[Stored entries]
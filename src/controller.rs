use crate::config::ControllerConfig;
use crate::domain::types::{Account, Call};
use crate::error::{ControllerError, ControllerResult};
use crate::features::account_loader;
use crate::features::authenticator::Authenticator;
use crate::features::authorization::AuthorizationEngine;
use crate::features::cancellation::CancellationToken;
use crate::features::chain::{ChainClient, HttpChainClient};
use crate::features::execution::ExecutionEngine;
use crate::storage::account_store::AccountStore;
use alloy_primitives::B256;
use k256::ecdsa::SigningKey;

/// Owns the configuration, both capabilities and the active account.
///
/// Operations on one controller are expected to run one at a time; the store
/// is replaced whole at the end of a successful authorize or load.
pub struct DelegatedAccountController {
    config: ControllerConfig,
    chain: Box<dyn ChainClient>,
    authenticator: Box<dyn Authenticator>,
    store: AccountStore,
}

impl DelegatedAccountController {
    pub fn new(
        config: ControllerConfig,
        chain: Box<dyn ChainClient>,
        authenticator: Box<dyn Authenticator>,
    ) -> ControllerResult<Self> {
        Self::with_store(config, chain, authenticator, AccountStore::new())
    }

    /// Build with a caller-provided store, e.g. one restored from a cache.
    pub fn with_store(
        config: ControllerConfig,
        chain: Box<dyn ChainClient>,
        authenticator: Box<dyn Authenticator>,
        store: AccountStore,
    ) -> ControllerResult<Self> {
        config.validate()?;
        Ok(Self {
            config,
            chain,
            authenticator,
            store,
        })
    }

    /// Wire the JSON-RPC chain client from `config`.
    pub fn with_http_chain(
        config: ControllerConfig,
        authenticator: Box<dyn Authenticator>,
    ) -> ControllerResult<Self> {
        let chain = HttpChainClient::from_config(&config).map_err(ControllerError::Config)?;
        Self::new(config, Box::new(chain), authenticator)
    }

    pub fn config(&self) -> &ControllerConfig {
        &self.config
    }

    pub fn account(&self) -> Option<Account> {
        self.store.get()
    }

    /// Forget the active account. On-chain state is untouched.
    pub fn clear_account(&self) {
        self.store.clear();
    }

    pub async fn authorize_new_account(
        &self,
        cancel: &CancellationToken,
    ) -> ControllerResult<Account> {
        self.authorization().authorize_new_account(cancel).await
    }

    pub async fn authorize_with_key(
        &self,
        eoa_key: SigningKey,
        cancel: &CancellationToken,
    ) -> ControllerResult<Account> {
        self.authorization()
            .authorize_with_key(eoa_key, cancel)
            .await
    }

    pub async fn load_account(&self, cancel: &CancellationToken) -> ControllerResult<Account> {
        account_loader::load_account(
            self.chain.as_ref(),
            self.authenticator.as_ref(),
            &self.store,
            cancel,
        )
        .await
    }

    pub async fn execute(
        &self,
        calls: &[Call],
        cancel: &CancellationToken,
    ) -> ControllerResult<B256> {
        ExecutionEngine::new(self.chain.as_ref(), self.authenticator.as_ref(), &self.store)
            .execute(calls, cancel)
            .await
    }

    fn authorization(&self) -> AuthorizationEngine<'_> {
        AuthorizationEngine::new(
            &self.config,
            self.chain.as_ref(),
            self.authenticator.as_ref(),
            &self.store,
        )
    }
}
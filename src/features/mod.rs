pub mod abi;
pub mod account_loader;
pub mod authenticator;
pub mod authorization;
pub mod cancellation;
pub mod chain;
pub mod credential;
pub mod delegation;
pub mod execution;

pub use authenticator::{Authenticator, SoftwareAuthenticator};
pub use cancellation::CancellationToken;
pub use chain::{
    ChainClient, HttpChainClient, MockChainClient, PollDelay, RpcTransport, UreqTransport,
    YieldingDelay,
};
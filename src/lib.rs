//! Controller for EOAs delegated to a batching contract and operated through a
//! platform passkey.
//!
//! A fresh EOA key is generated once, used to bind a P-256 credential to the
//! account on chain together with the delegation authorization, and then
//! discarded. Every later batch is authorized by the credential alone.
pub mod config;
pub mod controller;
pub mod domain;
pub mod error;
pub mod features;
pub mod storage;

#[cfg(test)]
mod test_support;

pub use config::ControllerConfig;
pub use controller::DelegatedAccountController;
pub use domain::types::{Account, Call, CredentialKey, PublicKey};
pub use error::{ControllerError, ControllerResult};
pub use features::{
    Authenticator, CancellationToken, ChainClient, HttpChainClient, MockChainClient, PollDelay,
    RpcTransport, SoftwareAuthenticator, UreqTransport, YieldingDelay,
};
pub use storage::account_store::{AccountCache, AccountStore, InMemoryAccountCache};
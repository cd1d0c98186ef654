// Library exports for testing and reuse

pub mod config;
pub mod demo;
pub mod error;
pub mod handlers;
pub mod middleware;
pub mod oauth;
pub mod session;
pub mod store;
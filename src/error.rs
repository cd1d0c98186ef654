use actix_web::{error::ResponseError, http::StatusCode, HttpResponse};
use serde::Serialize;

#[derive(Debug, thiserror::Error)]
pub enum LobbyError {
    #[error("Identity was not resolved for this request")]
    IdentityUnresolved,

    #[error("Session binding is missing for this request")]
    SessionUnavailable,

    #[error("Session cookie error: {0}")]
    SessionCodec(#[from] crate::session::SessionCodecError),
}

#[derive(Serialize)]
struct ErrorResponse {
    success: bool,
    error: String,
}

impl ResponseError for LobbyError {
    fn status_code(&self) -> StatusCode {
        match self {
            LobbyError::IdentityUnresolved => StatusCode::INTERNAL_SERVER_ERROR,
            LobbyError::SessionUnavailable => StatusCode::INTERNAL_SERVER_ERROR,
            LobbyError::SessionCodec(_) => StatusCode::INTERNAL_SERVER_ERROR,
        }
    }

    fn error_response(&self) -> HttpResponse {
        let status = self.status_code();
        let error_response = ErrorResponse {
            success: false,
            error: self.to_string(),
        };

        HttpResponse::build(status).json(error_response)
    }
}

pub type Result<T> = std::result::Result<T, LobbyError>;
use std::collections::HashMap;
use std::future::{ready, Ready};

use actix_web::{
    body::MessageBody,
    cookie::{Cookie, SameSite},
    dev::{Payload, ServiceRequest, ServiceResponse},
    middleware::Next,
    web, FromRequest, HttpMessage, HttpRequest,
};

use crate::error::LobbyError;
use crate::session::{Session, SessionCodec, IDENTITY_KEY, SESSION_COOKIE};
use crate::store::{User, UserStore};

/// Identity snapshot taken by the middleware when the request was resolved.
/// Extracting it outside the middleware scope fails with a descriptive error
/// instead of a panicking downcast.
#[derive(Debug, Clone)]
pub struct CurrentUser(pub User);

impl std::ops::Deref for CurrentUser {
    type Target = User;

    fn deref(&self) -> &User {
        &self.0
    }
}

impl FromRequest for CurrentUser {
    type Error = LobbyError;
    type Future = Ready<Result<Self, Self::Error>>;

    fn from_request(req: &HttpRequest, _payload: &mut Payload) -> Self::Future {
        ready(
            req.extensions()
                .get::<CurrentUser>()
                .cloned()
                .ok_or(LobbyError::IdentityUnresolved),
        )
    }
}

/// Binds every request inside the scope to exactly one identity, allocating
/// one when the session carries no usable binding. Composed explicitly in
/// `main.rs` so the "every request resolves an identity" dependency is
/// visible at server-setup time.
pub async fn identity_middleware(
    req: ServiceRequest,
    next: Next<impl MessageBody>,
) -> Result<ServiceResponse<impl MessageBody>, actix_web::Error> {
    let codec = req
        .app_data::<web::Data<SessionCodec>>()
        .ok_or(LobbyError::SessionUnavailable)?
        .clone();

    let users = req
        .app_data::<web::Data<UserStore>>()
        .ok_or(LobbyError::IdentityUnresolved)?
        .clone();

    let values = match req.cookie(SESSION_COOKIE) {
        Some(cookie) => match codec.decode(cookie.value()) {
            Ok(values) => values,
            Err(err) => {
                log::warn!("Discarding undecodable session cookie: {}", err);
                HashMap::new()
            }
        },
        None => HashMap::new(),
    };

    let session = Session::from_values(values);
    let user = resolve_identity(&session, &users);

    req.extensions_mut().insert(session.clone());
    req.extensions_mut().insert(CurrentUser(user));

    let mut res = next.call(req).await?;

    if session.is_dirty() {
        let encoded = codec.encode(&session.snapshot()).map_err(LobbyError::from)?;
        let cookie = Cookie::build(SESSION_COOKIE, encoded)
            .path("/")
            .http_only(true)
            // The OAuth callback arrives via a cross-site top-level
            // navigation; Strict would drop the binding there.
            .same_site(SameSite::Lax)
            .finish();

        res.response_mut()
            .add_cookie(&cookie)
            .map_err(actix_web::error::ErrorInternalServerError)?;
    }

    Ok(res)
}

fn resolve_identity(session: &Session, users: &UserStore) -> User {
    if let Some(raw) = session.get(IDENTITY_KEY) {
        match raw.parse::<i64>() {
            Ok(id) => match users.get_user(id) {
                Some(user) => return user,
                None => {
                    log::warn!(
                        "Session referenced unknown user {}; discarding the binding",
                        id
                    );
                }
            },
            Err(_) => {
                log::warn!(
                    "Session held a malformed user id {:?}; discarding the binding",
                    raw
                );
            }
        }
    }

    let user = users.new_user();
    session.insert(IDENTITY_KEY, user.id.to_string());
    user
}

#[cfg(test)]
mod tests {
    use super::*;

    #[test]
    fn test_resolve_without_binding_allocates_and_writes_back() {
        let users = UserStore::new();
        let session = Session::from_values(HashMap::new());

        let user = resolve_identity(&session, &users);

        assert_eq!(user.id, 1);
        assert_eq!(session.get(IDENTITY_KEY).as_deref(), Some("1"));
        assert!(session.is_dirty());
    }

    #[test]
    fn test_resolve_with_valid_binding_reuses_identity() {
        let users = UserStore::new();
        let existing = users.new_user();

        let mut values = HashMap::new();
        values.insert(IDENTITY_KEY.to_string(), existing.id.to_string());
        let session = Session::from_values(values);

        let user = resolve_identity(&session, &users);

        assert_eq!(user.id, existing.id);
        assert!(!session.is_dirty());
        assert_eq!(users.user_count(), 1);
    }

    #[test]
    fn test_resolve_with_malformed_binding_falls_back() {
        let users = UserStore::new();

        let mut values = HashMap::new();
        values.insert(IDENTITY_KEY.to_string(), "not-a-number".to_string());
        let session = Session::from_values(values);

        let user = resolve_identity(&session, &users);

        assert_eq!(user.id, 1);
        assert_eq!(session.get(IDENTITY_KEY).as_deref(), Some("1"));
    }

    #[test]
    fn test_resolve_with_stale_binding_falls_back() {
        let users = UserStore::new();

        let mut values = HashMap::new();
        values.insert(IDENTITY_KEY.to_string(), "999".to_string());
        let session = Session::from_values(values);

        let user = resolve_identity(&session, &users);

        assert_eq!(user.id, 1);
        assert_eq!(session.get(IDENTITY_KEY).as_deref(), Some("1"));
    }
}
use actix_web::{http::header, route, web, HttpResponse};
use serde::Deserialize;

use super::INDEX_PATH;
use crate::demo;
use crate::error::Result;
use crate::middleware::CurrentUser;
use crate::session::Flash;

#[derive(Debug, Deserialize)]
pub struct EnterDemoQuery {
    #[serde(default)]
    pub user: String,
}

#[route("/Application/EnterDemo", method = "GET", method = "POST")]
pub async fn enter_demo(
    query: web::Query<EnterDemoQuery>,
    current: CurrentUser,
) -> Result<HttpResponse> {
    match demo::enter(&query.user) {
        Ok(target) => {
            log::info!("User {} entering demo room", current.id);
            Ok(HttpResponse::Found()
                .insert_header((header::LOCATION, target))
                .finish())
        }
        Err(err) => {
            log::info!("Demo entry rejected for user {}: {}", current.id, err);
            Ok(HttpResponse::Found()
                .insert_header((header::LOCATION, INDEX_PATH))
                .cookie(Flash::error(err.message).into_cookie())
                .finish())
        }
    }
}
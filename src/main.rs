use actix_web::{middleware as actix_middleware, web, App, HttpServer};

use chat_lobby::config::AppConfig;
use chat_lobby::handlers;
use chat_lobby::middleware::identity_middleware;
use chat_lobby::oauth::{OAuthExchanger, ProfileFetcher};
use chat_lobby::session::SessionCodec;
use chat_lobby::store::UserStore;

#[actix_web::main]
async fn main() -> std::io::Result<()> {
    // Load .env file if it exists (for development)
    dotenvy::dotenv().ok();

    // Initialize logger
    env_logger::init_from_env(env_logger::Env::default().default_filter_or("info"));

    log::info!("Starting chat lobby...");

    let config = AppConfig::from_env();

    let codec = SessionCodec::new(config.session_secret.clone()).unwrap_or_else(|e| {
        eprintln!("Invalid session secret: {}", e);
        std::process::exit(1);
    });

    // One outbound client for both provider calls, bounded by the configured
    // timeout so a provider outage cannot hang a worker.
    let http = reqwest::Client::builder()
        .timeout(config.oauth.http_timeout)
        .build()
        .expect("Failed to build HTTP client");

    let users = UserStore::new();
    let exchanger = OAuthExchanger::new(config.oauth.clone(), http.clone());
    let profiles = ProfileFetcher::new(config.oauth.profile_url.clone(), http);

    log::info!(
        "Starting HTTP server at {}:{}...",
        config.server.host,
        config.server.port
    );

    HttpServer::new(move || {
        App::new()
            // Shared state
            .app_data(web::Data::new(users.clone()))
            .app_data(web::Data::new(codec.clone()))
            .app_data(web::Data::new(exchanger.clone()))
            .app_data(web::Data::new(profiles.clone()))
            // Middleware
            .wrap(actix_middleware::Logger::default())
            .wrap(actix_middleware::Compress::default())
            // Probes sit outside the identity scope so they never mint
            // identities.
            .service(handlers::health_check)
            // Every route below resolves an identity before its handler runs.
            .service(
                web::scope("")
                    .wrap(actix_middleware::from_fn(identity_middleware))
                    .service(handlers::index)
                    .service(handlers::auth_callback)
                    .service(handlers::enter_demo)
                    .service(handlers::logout)
                    .service(handlers::root),
            )
    })
    .bind((config.server.host.as_str(), config.server.port))?
    .run()
    .await
}
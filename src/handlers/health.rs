use actix_web::{get, web, HttpResponse};
use serde::Serialize;

use crate::error::Result;
use crate::store::UserStore;

#[derive(Debug, Serialize)]
pub struct HealthCheckResponse {
    pub status: String,
    pub registered_users: usize,
}

#[get("/health")]
pub async fn health_check(users: Option<web::Data<UserStore>>) -> Result<HttpResponse> {
    let registered_users = users.map(|store| store.user_count()).unwrap_or(0);

    let response = HealthCheckResponse {
        status: "healthy".to_string(),
        registered_users,
    };

    Ok(HttpResponse::Ok().json(response))
}
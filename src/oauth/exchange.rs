use reqwest::StatusCode;
use serde::Deserialize;

use crate::config::OAuthConfig;

#[derive(Debug, thiserror::Error)]
pub enum ExchangeError {
    #[error("token endpoint request failed: {0}")]
    Http(#[from] reqwest::Error),

    #[error("provider rejected the code ({status}): {body}")]
    Provider { status: StatusCode, body: String },

    #[error("provider returned no access token")]
    MissingToken,
}

/// Token response shape of the provider's token endpoint.
#[derive(Debug, Clone, Deserialize)]
pub struct AccessToken {
    pub access_token: String,
    #[serde(default)]
    pub token_type: Option<String>,
    #[serde(default)]
    pub expires_in: Option<u64>,
}

/// Builds the provider authorization URL and exchanges authorization codes
/// for access tokens. Configuration is immutable and injected at startup;
/// the shared HTTP client carries the request timeout, so a provider outage
/// cannot hang a worker.
#[derive(Clone)]
pub struct OAuthExchanger {
    config: OAuthConfig,
    http: reqwest::Client,
}

impl OAuthExchanger {
    pub fn new(config: OAuthConfig, http: reqwest::Client) -> Self {
        Self { config, http }
    }

    /// Pure string construction; no side effects.
    pub fn build_authorization_url(&self, state: &str) -> String {
        let mut url = format!(
            "{}?response_type=code&client_id={}&redirect_uri={}&access_type=offline",
            self.config.auth_url,
            urlencoding::encode(&self.config.client_id),
            urlencoding::encode(&self.config.redirect_url),
        );

        if !self.config.scopes.is_empty() {
            let scope = self.config.scopes.join(" ");
            url.push_str("&scope=");
            url.push_str(&urlencoding::encode(&scope));
        }

        url.push_str("&state=");
        url.push_str(&urlencoding::encode(state));
        url
    }

    pub async fn exchange(&self, code: &str) -> Result<AccessToken, ExchangeError> {
        let params = [
            ("grant_type", "authorization_code"),
            ("code", code),
            ("redirect_uri", self.config.redirect_url.as_str()),
            ("client_id", self.config.client_id.as_str()),
            ("client_secret", self.config.client_secret.as_str()),
        ];

        let response = self
            .http
            .post(&self.config.token_url)
            .form(&params)
            .send()
            .await?;

        let status = response.status();
        if !status.is_success() {
            let body = response.text().await.unwrap_or_default();
            return Err(ExchangeError::Provider { status, body });
        }

        let token: AccessToken = response.json().await?;
        if token.access_token.is_empty() {
            return Err(ExchangeError::MissingToken);
        }

        Ok(token)
    }
}
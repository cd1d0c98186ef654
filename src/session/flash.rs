use actix_web::cookie::{Cookie, SameSite};
use actix_web::HttpRequest;
use base64::{engine::general_purpose::URL_SAFE_NO_PAD, Engine as _};
use serde::{Deserialize, Serialize};

pub const FLASH_COOKIE: &str = "LOBBY_FLASH";

/// One-shot message carried across a redirect in its own cookie. The landing
/// handler reads it, surfaces it once and expires the cookie in the same
/// response.
#[derive(Debug, Clone, Serialize, Deserialize)]
pub struct Flash {
    pub error: String,
}

impl Flash {
    pub fn error(message: impl Into<String>) -> Self {
        Self {
            error: message.into(),
        }
    }

    pub fn into_cookie(self) -> Cookie<'static> {
        let value = match serde_json::to_vec(&self) {
            Ok(bytes) => URL_SAFE_NO_PAD.encode(bytes),
            Err(_) => String::new(),
        };

        Cookie::build(FLASH_COOKIE, value)
            .path("/")
            .http_only(true)
            .same_site(SameSite::Lax)
            .finish()
    }

    pub fn from_request(req: &HttpRequest) -> Option<Flash> {
        let cookie = req.cookie(FLASH_COOKIE)?;
        let bytes = URL_SAFE_NO_PAD.decode(cookie.value()).ok()?;
        serde_json::from_slice(&bytes).ok()
    }

    /// Must carry the same path as `into_cookie`; cookie identity is
    /// (name, domain, path), so a mismatched path would store a second
    /// empty cookie instead of expiring the original.
    pub fn removal_cookie() -> Cookie<'static> {
        Cookie::build(FLASH_COOKIE, "")
            .path("/")
            .max_age(actix_web::cookie::time::Duration::seconds(0))
            .finish()
    }
}
pub mod auth;
pub mod demo;
pub mod health;
pub mod landing;

pub use auth::{auth_callback, logout};
pub use demo::enter_demo;
pub use health::health_check;
pub use landing::{index, root};

use actix_web::{http::header, HttpResponse};

pub const INDEX_PATH: &str = "/Application/Index";

pub(crate) fn redirect_to(target: &str) -> HttpResponse {
    HttpResponse::Found()
        .insert_header((header::LOCATION, target))
        .finish()
}
pub mod users;

pub use users::{User, UserStore};
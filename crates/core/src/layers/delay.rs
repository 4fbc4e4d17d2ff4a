//! `Delay`: waits, then re-dispatches its inner layer.

use std::time::Duration;

use indra_crypto::{Id, ID_LEN};
use indra_splice::Splice;

use crate::context::EngineContext;
use crate::error::Result;
use crate::layer::{Inner, Layer};

#[derive(Debug, Clone)]
pub struct Delay {
    pub duration: Duration,
    /// The session the circuit builder designated to pay for this
    /// hop's storage time, debited when the wait elapses.
    pub billing_session: Id,
    pub inner: Inner,
}

impl Delay {
    pub fn new(duration: Duration, billing_session: Id, inner: Layer) -> Self {
        Self {
            duration,
            billing_session,
            inner: Inner::Decoded(Box::new(inner)),
        }
    }

    pub fn field_len(&self) -> usize {
        8 + ID_LEN + self.inner.len()
    }

    pub fn encode_fields(&self, splice: &mut Splice) -> Result<()> {
        splice.write_duration(self.duration)?;
        splice.write_id(&self.billing_session)?;
        self.inner.encode(splice)
    }

    pub fn decode(splice: &mut Splice) -> Result<Self> {
        let duration = splice.read_duration()?;
        let billing_session = splice.read_id()?;
        let inner = Inner::decode_raw(splice);
        Ok(Self {
            duration,
            billing_session,
            inner,
        })
    }

    /// Hands the wait off to the engine's timer queue, which debits
    /// `billing_session` for the storage time once it fires.
    pub fn handle(self, ctx: &dyn EngineContext) -> Result<()> {
        let bytes = self.inner.into_bytes()?;
        ctx.schedule_delay(self.duration, self.billing_session, bytes);
        Ok(())
    }
}

#[cfg(test)]
mod tests {
    use super::*;

    #[test]
    fn encode_decode_roundtrips() {
        let d = Delay {
            duration: Duration::from_secs(5),
            billing_session: [3u8; 8],
            inner: Inner::Raw(vec![1, 2]),
        };
        let mut s = Splice::with_capacity(d.field_len());
        d.encode_fields(&mut s).unwrap();
        let mut r = Splice::from_bytes(s.into_bytes());
        let decoded = Delay::decode(&mut r).unwrap();
        assert_eq!(decoded.duration, d.duration);
        assert_eq!(decoded.billing_session, d.billing_session);
    }
}
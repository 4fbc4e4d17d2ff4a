//! secp256k1 key types.
//!
//! A private key is a 32-byte scalar; the matching public key is its
//! 33-byte compressed point. Public keys are totally ordered by their
//! compressed encoding so they can be used as map keys and sorted
//! deterministically (e.g. when selecting hops).

use std::cmp::Ordering;
use std::fmt;

use rand::rngs::OsRng;
use secp256k1::{PublicKey as Secp256k1PublicKey, Secp256k1, SecretKey};

use crate::error::{CryptoError, Result};

pub const PRIVATE_KEY_LEN: usize = 32;
pub const PUBLIC_KEY_LEN: usize = 33;

/// A secp256k1 private scalar.
#[derive(Clone)]
pub struct PrivateKey(pub(crate) SecretKey);

impl PrivateKey {
    pub fn generate() -> Self {
        let secp = Secp256k1::new();
        let (secret, _) = secp.generate_keypair(&mut OsRng);
        Self(secret)
    }

    pub fn from_bytes(bytes: &[u8; PRIVATE_KEY_LEN]) -> Result<Self> {
        SecretKey::from_slice(bytes)
            .map(Self)
            .map_err(|e| CryptoError::KeyParseFailed(e.to_string()))
    }

    pub fn to_bytes(&self) -> [u8; PRIVATE_KEY_LEN] {
        self.0.secret_bytes()
    }

    pub fn public_key(&self) -> PublicKey {
        let secp = Secp256k1::new();
        PublicKey(self.0.public_key(&secp))
    }
}

impl fmt::Debug for PrivateKey {
    fn fmt(&self, f: &mut fmt::Formatter<'_>) -> fmt::Result {
        write!(f, "PrivateKey(..)")
    }
}

/// A secp256k1 compressed public point.
#[derive(Clone, Copy, PartialEq, Eq, Hash)]
pub struct PublicKey(pub(crate) Secp256k1PublicKey);

impl PublicKey {
    pub fn from_bytes(bytes: &[u8; PUBLIC_KEY_LEN]) -> Result<Self> {
        Secp256k1PublicKey::from_slice(bytes)
            .map(Self)
            .map_err(|e| CryptoError::KeyParseFailed(e.to_string()))
    }

    pub fn to_bytes(&self) -> [u8; PUBLIC_KEY_LEN] {
        self.0.serialize()
    }
}

impl fmt::Debug for PublicKey {
    fn fmt(&self, f: &mut fmt::Formatter<'_>) -> fmt::Result {
        write!(f, "PublicKey({})", hex::encode(self.to_bytes()))
    }
}

impl PartialOrd for PublicKey {
    fn partial_cmp(&self, other: &Self) -> Option<Ordering> {
        Some(self.cmp(other))
    }
}

impl Ord for PublicKey {
    fn cmp(&self, other: &Self) -> Ordering {
        self.to_bytes().cmp(&other.to_bytes())
    }
}

/// A node's long-lived identity: the keypair it signs ads and
/// session installs with.
#[derive(Clone, Debug)]
pub struct Identity {
    pub private: PrivateKey,
    pub public: PublicKey,
}

impl Identity {
    pub fn generate() -> Self {
        let private = PrivateKey::generate();
        let public = private.public_key();
        Self { private, public }
    }

    pub fn from_private(private: PrivateKey) -> Self {
        let public = private.public_key();
        Self { private, public }
    }
}

#[cfg(test)]
mod tests {
    use super::*;

    #[test]
    fn public_key_roundtrip() {
        let id = Identity::generate();
        let bytes = id.public.to_bytes();
        let parsed = PublicKey::from_bytes(&bytes).unwrap();
        assert_eq!(id.public, parsed);
    }

    #[test]
    fn public_keys_totally_ordered() {
        let a = Identity::generate().public;
        let b = Identity::generate().public;
        // total order: exactly one of the three holds
        let lt = a < b;
        let gt = a > b;
        let eq = a == b;
        assert_eq!([lt, gt, eq].iter().filter(|x| **x).count(), 1);
    }

    #[test]
    fn private_key_roundtrip() {
        let k = PrivateKey::generate();
        let bytes = k.to_bytes();
        let parsed = PrivateKey::from_bytes(&bytes).unwrap();
        assert_eq!(k.public_key(), parsed.public_key());
    }
}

> **WORK REQUEST**: Starting at the first line of the records above, please copy every line exactly through the line containing "authorize or load.", and stop there.

> **SOLUTION**:
filename src/controller.rs
use crate::config::ControllerConfig;
use crate::domain::types::{Account, Call};
use crate::error::{ControllerError, ControllerResult};
use crate::features::account_loader;
use crate::features::authenticator::Authenticator;
use crate::features::authorization::AuthorizationEngine;
use crate::features::cancellation::CancellationToken;
use crate::features::chain::{ChainClient, HttpChainClient};
use crate::features::execution::ExecutionEngine;
use crate::storage::account_store::AccountStore;
use alloy_primitives::B256;
use k256::ecdsa::SigningKey;

/// Owns the configuration, both capabilities and the active account.
///
/// Operations on one controller are expected to run one at a time; the store
/// is replaced whole at the end of a successful authorize or load.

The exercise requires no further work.